The train was racing into the station. The acceleration and deceleration was very fast and smooth—electric. The seats would fill up here and by the next stop, Steglitz, the aisles would be jammed. I opened a schoolbook and pretended to study so some adult would not force me to stand. There was no sense even showing up at school, and I did not want to go home until I was certain Father had left for his office. He caught Trolley No. 177 at 9:45. Mother had taken the 6:49 train to her potatoes. So! I had over two hours to kill.
The 7:09 pulled into Potsdamer Platz at 7:25. Most of the southeast and
southwest suburban trains converged there and were underground; I had to climb up the stairs to get to the regular railroad station, Potsdamer Bahnhof. It was a busy place with waiting rooms, kiosks, restaurants, ticket and information booths, and racks and racks of timetables for all the German railroads. I liked timetables and, when I was a young boy of six or so, had the fantasy that I would be like my grandfather—my father’s father—who had been the schedule-maker for all the German international trains.
One of the few times he came to Berlin to visit, he had been very kind and taught me all the intricacies of reading the complicated tables: the different printing, regular and italicized; the numbers, in bold and light, and other symbols. Everything had some kind of meaning.
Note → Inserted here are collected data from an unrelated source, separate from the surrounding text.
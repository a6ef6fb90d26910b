mod helper;
pub mod telekinesis_playground;

use bevy::prelude::*;

pub use helper::{
    LevelSetupHelper3d, LevelSetupHelper3dEntityCommandsExtension, LevelSetupHelper3dWithMaterial,
};

#[derive(Component)]
pub struct LevelObject;

#[derive(Component)]
pub struct IsPlayer;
I studied the racks for quite some time to figure out a difficult problem to pose to the Potsdamer Bahnhof information clerk, one with a line change to a local line and then to a narrow gauge and then to a bus. To make it more interesting and complicated, that time of year—April—both the winter and the summer schedules were hung. The information clerk had memorized every train of the German Railroad network: the stops, the times, the connections. He was famous for this and was written up, now and then, in the newspapers. Mitzka, Petter, and I used to visit him every month or two, and not once did we catch him out. He got tired of our game and, sometimes, would not cooperate, so I was hoping that he would not remember me.
He sat behind the information window at a desk loaded with timetables, a normal-looking man, wearing a railroad uniform, dark, with gold buttons. I was third in line. While waiting for my turn, I rehearsed what I would say to him.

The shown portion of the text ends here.